Lacrosse is one of the oldest sports and has roots in Native American cultures. This sport is played by both boys and girls of all ages which is fast-paced and free flowing. Lacrosse is a combination of rapid changes in direction and speed which makes it likely to cause various injuries.
Common lacrosse injuries
Lacrosse is a moderate risk sport in which various injuries can occur including sprains, strains and bruises. Nevertheless, more serious injuries can also occur.
- The non-contact knee and ankle ligament sprains that are sustained while dodging and cutting are quite common in lacrosse. Ankle sprains are the commonly reported lacrosse injuries in both boys and girls.
- Knee injuries including anterior cruciate ligament (ACL) tears are the leading causes of lost time in practice and game for both boys and girls.

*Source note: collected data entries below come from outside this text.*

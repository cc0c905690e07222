//! Server setup errors.
//!
//! Per-connection failures are `TransportError`s and never reach here; these
//! only stop the server from starting.

use std::path::PathBuf;

use thiserror::Error;
use vaultwire_core::CryptoError;

/// Errors raised while preparing the server.
#[derive(Debug, Error)]
pub enum ServerError {
    /// Filesystem or socket failure.
    #[error("i/o error: {0}")]
    Io(#[from] std::io::Error),

    /// Identity key could not be generated, parsed or exported.
    #[error("identity key error: {0}")]
    Key(#[from] CryptoError),

    /// Key file exists but does not hold a usable key.
    #[error("unusable key file {}", .0.display())]
    KeyFile(PathBuf),

    /// Accounts seed file is not valid JSON of the expected shape.
    #[error("invalid accounts file: {0}")]
    Seed(#[from] serde_json::Error),

    /// Two accounts share a username.
    #[error("duplicate username: {0}")]
    DuplicateUser(String),
}
//! Server identity key on disk.
//!
//! PKCS#1 PEM. Created on first start, reused afterwards so clients can pin
//! the fingerprint.

use std::fs::OpenOptions;
use std::io::Write;
use std::path::Path;

use tracing::info;
use vaultwire_core::KeyPair;
use zeroize::Zeroizing;

use crate::error::ServerError;

/// Load the keypair at `path`, or generate one of `bits` bits and save it there.
///
/// # Errors
///
/// `KeyFile` if the file exists but does not parse, `Key` if generation
/// fails, `Io` on filesystem errors.
pub fn load_or_create(path: &Path, bits: usize) -> Result<KeyPair, ServerError> {
    if path.exists() {
        let pem = Zeroizing::new(std::fs::read_to_string(path)?);
        let keypair =
            KeyPair::from_pem(&pem).map_err(|_| ServerError::KeyFile(path.to_path_buf()))?;
        info!(path = %path.display(), "loaded identity key");
        return Ok(keypair);
    }

    let keypair = KeyPair::generate(bits)?;
    let pem = keypair.to_pem()?;

    let mut options = OpenOptions::new();
    options.write(true).create_new(true);
    #[cfg(unix)]
    {
        use std::os::unix::fs::OpenOptionsExt;
        options.mode(0o600);
    }
    let mut file = options.open(path)?;
    file.write_all(pem.as_bytes())?;
    file.sync_all()?;

    info!(path = %path.display(), bits, "generated identity key");
    Ok(keypair)
}
//! Secure session.
//!
//! Owns the agreed session key and the per-direction sequence counters for the
//! lifetime of one connection.
//!
//! Sealed DATA frame:
//! ```text
//! payload = E(key, plaintext || seq_be64)
//! tag     = MAC(key, TYPE || LENGTH || payload || seq_be64)
//! ```
//!
//! The receiver computes the tag with the sequence number it expects next, so a
//! replayed, reordered or dropped frame fails verification exactly like a
//! tampered one. Any error closes the session and zeroizes the key. No retries.
//! No recovery.

use zeroize::Zeroizing;

use crate::error::{FramingError, SessionError};
use crate::frame::{Frame, MessageType, DEFAULT_MAX_PAYLOAD};
use crate::primitives::{tags_equal, Primitives, PublicKey, SessionKey, StandardPrimitives};

const SEQ_LEN: usize = 8;

/// Fixed input used to compare two sessions' keys without exposing either.
const KEY_PROBE: &[u8] = b"vaultwire/v1 key comparison probe";

/// Connection lifecycle state.
///
/// Handshake drivers move through the first four; a [`SecureSession`] only
/// ever reports `Established` or `Closed`.
#[derive(Debug, Clone, Copy, PartialEq, Eq)]
pub enum SessionState {
    /// Nothing exchanged yet.
    Unestablished,
    /// Client waiting for the server's public key.
    AwaitingPeerKey,
    /// Server waiting for the encrypted session key.
    AwaitingClientKey,
    /// Session key agreed, sealed transport active.
    Established,
    /// Final state. Key material destroyed.
    Closed,
}

/// Build a frame tagged with the unkeyed digest.
///
/// Used for HANDSHAKE, CLOSE and ERROR frames, which exist before or without a
/// session key.
pub fn unkeyed_frame<P: Primitives>(
    primitives: &P,
    msg_type: MessageType,
    payload: Vec<u8>,
) -> Result<Frame, FramingError> {
    let length = u32::try_from(payload.len()).map_err(|_| FramingError::OversizedPayload)?;
    let mut input = Frame::header(msg_type, length).to_vec();
    input.extend_from_slice(&payload);
    let tag = primitives.digest_tag(&input);
    Frame::new(msg_type, payload, tag)
}

/// Check the unkeyed digest of a HANDSHAKE, CLOSE or ERROR frame.
pub fn unkeyed_frame_valid<P: Primitives>(primitives: &P, frame: &Frame) -> bool {
    let mut input = Frame::header(frame.msg_type(), frame.length()).to_vec();
    input.extend_from_slice(frame.payload());
    tags_equal(&primitives.digest_tag(&input), frame.tag())
}

fn data_tag_input(length: u32, ciphertext: &[u8], seq: u64) -> Vec<u8> {
    let mut input = Vec::with_capacity(5 + ciphertext.len() + SEQ_LEN);
    input.extend_from_slice(&Frame::header(MessageType::Data, length));
    input.extend_from_slice(ciphertext);
    input.extend_from_slice(&seq.to_be_bytes());
    input
}

/// An established, sealed session.
///
/// Does not implement `Clone`: exactly one connection handler owns it.
/// `seal` and `open` must be driven by a single logical flow in
/// request-then-response order.
pub struct SecureSession<P: Primitives = StandardPrimitives> {
    state: SessionState,
    key: Option<SessionKey>,
    peer_identity: Option<PublicKey>,
    primitives: P,
    send_seq: u64,
    recv_seq: u64,
    max_payload: usize,
}

impl<P: Primitives> SecureSession<P> {
    /// Wrap an agreed session key.
    ///
    /// Normally produced by the handshake. `peer_identity` is the server's
    /// public key on the client side and `None` on the server side.
    pub fn established(key: SessionKey, peer_identity: Option<PublicKey>, primitives: P) -> Self {
        Self {
            state: SessionState::Established,
            key: Some(key),
            peer_identity,
            primitives,
            send_seq: 0,
            recv_seq: 0,
            max_payload: DEFAULT_MAX_PAYLOAD,
        }
    }

    /// Cap the size of sealed payloads.
    pub fn with_max_payload(mut self, max_payload: usize) -> Self {
        self.max_payload = max_payload;
        self
    }

    /// Current state.
    pub fn state(&self) -> SessionState {
        self.state
    }

    /// Whether the session can still seal and open.
    pub fn is_established(&self) -> bool {
        self.state == SessionState::Established
    }

    /// Number of frames sealed so far.
    pub fn send_seq(&self) -> u64 {
        self.send_seq
    }

    /// Number of frames opened so far.
    pub fn recv_seq(&self) -> u64 {
        self.recv_seq
    }

    /// Peer's public key, if the peer authenticated one.
    pub fn peer_identity(&self) -> Option<&PublicKey> {
        self.peer_identity.as_ref()
    }

    /// Primitive adapter in use.
    pub fn primitives(&self) -> &P {
        &self.primitives
    }

    /// Seal `plaintext` into a DATA frame.
    ///
    /// Increments the send sequence on success.
    ///
    /// # Errors
    ///
    /// `SessionClosed` if the session is closed, `PayloadTooLarge` if the sealed
    /// payload would exceed the maximum, `Crypto` if a primitive fails. Every
    /// error closes the session.
    pub fn seal(&mut self, plaintext: &[u8]) -> Result<Frame, SessionError> {
        let result = self.seal_inner(plaintext);
        if result.is_err() {
            self.terminate();
        }
        result
    }

    fn seal_inner(&mut self, plaintext: &[u8]) -> Result<Frame, SessionError> {
        let key = self.key.as_ref().ok_or(SessionError::SessionClosed)?;
        let seq = self.send_seq.checked_add(1).ok_or(SessionError::SessionClosed)?;

        let mut body = Zeroizing::new(Vec::with_capacity(plaintext.len() + SEQ_LEN));
        body.extend_from_slice(plaintext);
        body.extend_from_slice(&seq.to_be_bytes());

        let ciphertext = self.primitives.symmetric_encrypt(key, &body)?;
        if ciphertext.len() > self.max_payload {
            return Err(SessionError::PayloadTooLarge);
        }
        let length = u32::try_from(ciphertext.len()).map_err(|_| SessionError::PayloadTooLarge)?;

        let tag = self
            .primitives
            .integrity_tag(key, &data_tag_input(length, &ciphertext, seq))?;
        let frame = Frame::new(MessageType::Data, ciphertext, tag)
            .map_err(|_| SessionError::PayloadTooLarge)?;

        self.send_seq = seq;
        Ok(frame)
    }

    /// Verify and decrypt a received frame.
    ///
    /// A CLOSE frame closes the session and reports `SessionClosed`.
    ///
    /// # Errors
    ///
    /// `IntegrityFailure` on any tag, decryption or sequence mismatch,
    /// `UnexpectedFrame` for HANDSHAKE or ERROR frames, `SessionClosed` once
    /// closed. Every error closes the session.
    pub fn open(&mut self, frame: &Frame) -> Result<Zeroizing<Vec<u8>>, SessionError> {
        let result = self.open_inner(frame);
        if result.is_err() {
            self.terminate();
        }
        result
    }

    fn open_inner(&mut self, frame: &Frame) -> Result<Zeroizing<Vec<u8>>, SessionError> {
        let key = self.key.as_ref().ok_or(SessionError::SessionClosed)?;

        match frame.msg_type() {
            MessageType::Data => {}
            MessageType::Close => return Err(SessionError::SessionClosed),
            MessageType::Handshake | MessageType::Error => {
                return Err(SessionError::UnexpectedFrame)
            }
        }

        let expected = self.recv_seq.checked_add(1).ok_or(SessionError::SessionClosed)?;
        let tag_input = data_tag_input(frame.length(), frame.payload(), expected);
        if !self.primitives.verify_tag(key, &tag_input, frame.tag()) {
            return Err(SessionError::IntegrityFailure);
        }

        let mut body = self
            .primitives
            .symmetric_decrypt(key, frame.payload())
            .map_err(|_| SessionError::IntegrityFailure)?;

        let split = body
            .len()
            .checked_sub(SEQ_LEN)
            .ok_or(SessionError::IntegrityFailure)?;
        let mut seq_bytes = [0u8; SEQ_LEN];
        seq_bytes.copy_from_slice(&body[split..]);
        if u64::from_be_bytes(seq_bytes) != expected {
            return Err(SessionError::IntegrityFailure);
        }
        body.truncate(split);

        self.recv_seq = expected;
        Ok(body)
    }

    /// Produce the CLOSE frame to send and close the session.
    ///
    /// # Errors
    ///
    /// `SessionClosed` if already closed.
    pub fn close(&mut self) -> Result<Frame, SessionError> {
        if self.state == SessionState::Closed {
            return Err(SessionError::SessionClosed);
        }
        let frame = unkeyed_frame(&self.primitives, MessageType::Close, Vec::new())
            .map_err(|_| SessionError::SessionClosed);
        self.terminate();
        frame
    }

    /// Close immediately and zeroize the key.
    ///
    /// Idempotent.
    pub fn terminate(&mut self) {
        // Dropping the key runs ZeroizeOnDrop.
        self.key = None;
        self.state = SessionState::Closed;
    }

    /// Whether `other` holds the same session key.
    ///
    /// Compares tags over a fixed probe in constant time; the keys themselves
    /// are never exposed. Closed sessions share nothing.
    pub fn shares_key_with(&self, other: &Self) -> bool {
        let (Some(mine), Some(theirs)) = (self.key.as_ref(), other.key.as_ref()) else {
            return false;
        };
        match (
            self.primitives.integrity_tag(mine, KEY_PROBE),
            other.primitives.integrity_tag(theirs, KEY_PROBE),
        ) {
            (Ok(a), Ok(b)) => tags_equal(&a, &b),
            _ => false,
        }
    }
}

impl<P: Primitives> std::fmt::Debug for SecureSession<P> {
    fn fmt(&self, f: &mut std::fmt::Formatter<'_>) -> std::fmt::Result {
        f.debug_struct("SecureSession")
            .field("state", &self.state)
            .field("peer_identity", &self.peer_identity)
            .field("send_seq", &self.send_seq)
            .field("recv_seq", &self.recv_seq)
            .finish_non_exhaustive()
    }
}

impl<P: Primitives> Drop for SecureSession<P> {
    fn drop(&mut self) {
        self.terminate();
    }
}

#[cfg(test)]
mod tests {
    use super::*;
    use crate::frame::{DEFAULT_MAX_PAYLOAD, TAG_LEN};
    use crate::primitives::SESSION_KEY_LEN;

    fn pair() -> (SecureSession, SecureSession) {
        let bytes = [0x24u8; SESSION_KEY_LEN];
        (
            SecureSession::established(SessionKey::from_bytes(bytes), None, StandardPrimitives),
            SecureSession::established(SessionKey::from_bytes(bytes), None, StandardPrimitives),
        )
    }

    #[test]
    fn test_deposit_scenario() {
        let (mut client, mut server) = pair();

        let request = client.seal(b"DEPOSIT 100 acct=42").unwrap();
        assert_eq!(request.msg_type(), MessageType::Data);
        assert_eq!(server.open(&request).unwrap().as_slice(), b"DEPOSIT 100 acct=42");

        let response = server.seal(b"OK balance=600").unwrap();
        assert_eq!(client.open(&response).unwrap().as_slice(), b"OK balance=600");
    }

    #[test]
    fn test_sequence_counters() {
        let (mut client, mut server) = pair();
        for i in 1..=5u64 {
            let frame = client.seal(b"ping").unwrap();
            assert_eq!(client.send_seq(), i);
            server.open(&frame).unwrap();
            assert_eq!(server.recv_seq(), i);
        }
        assert_eq!(client.recv_seq(), 0);
        assert_eq!(server.send_seq(), 0);
    }

    #[test]
    fn test_replay_rejected_and_closes() {
        let (mut client, mut server) = pair();
        let frame = client.seal(b"WITHDRAW 50").unwrap();
        server.open(&frame).unwrap();

        assert_eq!(server.open(&frame), Err(SessionError::IntegrityFailure));
        assert_eq!(server.state(), SessionState::Closed);
        assert_eq!(server.open(&frame), Err(SessionError::SessionClosed));
    }

    #[test]
    fn test_reorder_rejected() {
        let (mut client, mut server) = pair();
        let first = client.seal(b"one").unwrap();
        let second = client.seal(b"two").unwrap();
        drop(first);
        assert_eq!(server.open(&second), Err(SessionError::IntegrityFailure));
    }

    #[test]
    fn test_relabelled_frame_rejected() {
        let (mut client, mut server) = pair();
        let frame = client.seal(b"payload").unwrap();
        let truncated = frame.payload()[..16].to_vec();
        let forged = Frame::new(MessageType::Data, truncated, *frame.tag()).unwrap();
        assert_eq!(server.open(&forged), Err(SessionError::IntegrityFailure));
    }

    #[test]
    fn test_close_frame_closes() {
        let (mut client, mut server) = pair();
        let close = client.close().unwrap();
        assert_eq!(close.msg_type(), MessageType::Close);
        assert!(unkeyed_frame_valid(&StandardPrimitives, &close));
        assert_eq!(client.state(), SessionState::Closed);
        assert_eq!(client.close(), Err(SessionError::SessionClosed));

        assert_eq!(server.open(&close), Err(SessionError::SessionClosed));
        assert_eq!(server.state(), SessionState::Closed);
    }

    #[test]
    fn test_seal_after_close_fails() {
        let (mut client, _server) = pair();
        client.terminate();
        assert_eq!(client.seal(b"late"), Err(SessionError::SessionClosed));
    }

    #[test]
    fn test_handshake_frame_after_established_fails() {
        let (_client, mut server) = pair();
        let frame =
            unkeyed_frame(&StandardPrimitives, MessageType::Handshake, vec![1, 2, 3]).unwrap();
        assert_eq!(server.open(&frame), Err(SessionError::UnexpectedFrame));
        assert_eq!(server.state(), SessionState::Closed);
    }

    #[test]
    fn test_payload_limit() {
        let (client, _server) = pair();
        let mut client = client.with_max_payload(64);
        assert_eq!(client.seal(&[0u8; 128]), Err(SessionError::PayloadTooLarge));
        assert_eq!(client.state(), SessionState::Closed);
    }

    #[test]
    fn test_shares_key_with() {
        let (a, b) = pair();
        let c = SecureSession::established(SessionKey::generate(), None, StandardPrimitives);
        assert!(a.shares_key_with(&b));
        assert!(!a.shares_key_with(&c));

        let mut b = b;
        b.terminate();
        assert!(!a.shares_key_with(&b));
    }

    #[test]
    fn test_unkeyed_frame_detects_corruption() {
        let frame = unkeyed_frame(&StandardPrimitives, MessageType::Error, vec![0x01]).unwrap();
        assert!(unkeyed_frame_valid(&StandardPrimitives, &frame));

        let mut wire = frame.encode();
        let last = wire.len() - TAG_LEN - 1;
        wire[last] ^= 0x80;
        let (corrupted, _) = Frame::decode(&wire, DEFAULT_MAX_PAYLOAD).unwrap();
        assert!(!unkeyed_frame_valid(&StandardPrimitives, &corrupted));
    }
}
//! Framed stream I/O.
//!
//! # Frame Handling Invariants
//!
//! - Header is validated before the body buffer is allocated
//! - Each `send_frame()` writes exactly one encoded frame and flushes
//! - Each `recv_frame()` reads exactly one frame, no look-ahead buffering
//! - Every read and write is bounded by the configured timeouts

use tokio::io::{AsyncRead, AsyncReadExt, AsyncWrite, AsyncWriteExt};
use tokio::time::timeout;
use tracing::debug;
use vaultwire_core::frame::{HEADER_LEN, TAG_LEN};
use vaultwire_core::session::unkeyed_frame;
use vaultwire_core::{FramingError, Frame, MessageType, StandardPrimitives};

use crate::config::TransportConfig;
use crate::error::TransportError;

/// Read one frame from `reader`.
///
/// A clean end of stream before the first header byte is `Disconnected`; an
/// end of stream anywhere later is `Truncated`.
///
/// # Errors
///
/// Every [`FramingError`], plus I/O failures.
pub async fn read_frame<R>(reader: &mut R, max_payload: usize) -> Result<Frame, TransportError>
where
    R: AsyncRead + Unpin,
{
    let mut header = [0u8; HEADER_LEN];
    let mut filled = 0;
    while filled < HEADER_LEN {
        let n = reader.read(&mut header[filled..]).await?;
        if n == 0 {
            return Err(if filled == 0 {
                TransportError::Disconnected
            } else {
                FramingError::Truncated.into()
            });
        }
        filled += n;
    }

    let (msg_type, length) = Frame::read_header(&header, max_payload)?;

    let mut body = vec![0u8; length + TAG_LEN];
    reader.read_exact(&mut body).await.map_err(|e| match e.kind() {
        std::io::ErrorKind::UnexpectedEof => FramingError::Truncated.into(),
        _ => TransportError::Io(e),
    })?;

    let mut tag = [0u8; TAG_LEN];
    tag.copy_from_slice(&body[length..]);
    body.truncate(length);

    Ok(Frame::new(msg_type, body, tag)?)
}

/// A byte stream carrying VaultWire frames.
///
/// Does not implement `Clone` to prevent socket duplication.
pub struct FramedStream<S> {
    stream: S,
    config: TransportConfig,
}

impl<S> std::fmt::Debug for FramedStream<S> {
    fn fmt(&self, f: &mut std::fmt::Formatter<'_>) -> std::fmt::Result {
        f.debug_struct("FramedStream")
            .field("config", &self.config)
            .finish_non_exhaustive()
    }
}

impl<S> FramedStream<S>
where
    S: AsyncRead + AsyncWrite + Unpin,
{
    /// Wrap a connected stream.
    pub fn new(stream: S, config: TransportConfig) -> Self {
        Self { stream, config }
    }

    /// Limits in force on this stream.
    pub fn config(&self) -> &TransportConfig {
        &self.config
    }

    /// Write one frame.
    pub async fn send_frame(&mut self, frame: &Frame) -> Result<(), TransportError> {
        let wire = frame.encode();
        timeout(self.config.write_timeout, async {
            self.stream.write_all(&wire).await?;
            self.stream.flush().await
        })
        .await??;
        Ok(())
    }

    /// Read one frame.
    pub async fn recv_frame(&mut self) -> Result<Frame, TransportError> {
        let max_payload = self.config.max_payload;
        timeout(self.config.read_timeout, read_frame(&mut self.stream, max_payload)).await?
    }

    /// Best-effort ERROR frame, sent just before dropping the connection.
    pub async fn send_error(&mut self, code: u8) {
        let frame = match unkeyed_frame(&StandardPrimitives, MessageType::Error, vec![code]) {
            Ok(frame) => frame,
            Err(_) => return,
        };
        if self.send_frame(&frame).await.is_err() {
            debug!("error frame not delivered");
        }
    }

    /// Best-effort shutdown of the write half.
    pub async fn shutdown(&mut self) {
        let _ = self.stream.shutdown().await;
    }
}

- Muscle strains of the quadriceps, hamstrings and groin are common and also linked to non-contact mechanisms.
- Head and facial injuries including concussions are less frequent.
- Foot blisters and shin splints are also common lacrosse injures and related to continuous running and changing field surfaces.
- Abrasions on the uncovered lower extremities can also occur and require proper cleaning and protection.
Management of lacrosse injuries
Just like with any injury, activity must be stopped until assessment can be carried out by a doctor. When it comes to minor injuries, the treatment usually involves rest, application of ice and elevation.
Other injuries might be serious and require a longer period of rest and rehabilitation. In severe cases, surgery might be needed. All head injuries must be assessed carefully. Athletes can resume play only after proper physical examination has been carried out and when the individual is free from symptoms.
Prevention of lacrosse injuries
- It is vital to be familiar with the rules of the game. Even though lacrosse among boys allows significant contact, it is a game that prioritizes skill and fitness. Remember that unprotected hits have no place in the game. As for girls, the rules must promote a free style of play and limited contact must be followed.
- Maintain open communication. It is vital to discuss the goal and health concerns with the coach and health provider to ensure that proper steps are made to prevent and manage any lacrosse injuries.
- Always stay shape all year round. Before the lacrosse season, it is best to start a program of plyometrics, conditioning, neuromuscular training and strength training aimed to the demands of the sport. Proper warm up must be performed by careful stretching and gradually increasing the intensity of the workouts. Regular hydration and getting plenty of rest is vital.
- Use the right equipment that properly fit.
- Always take a break for at least 1-2 days in a week and 1-2 months in a year to stay fresh as well as prevent burnout and overuse injuries.
- All suspected lacrosse injuries must be reported.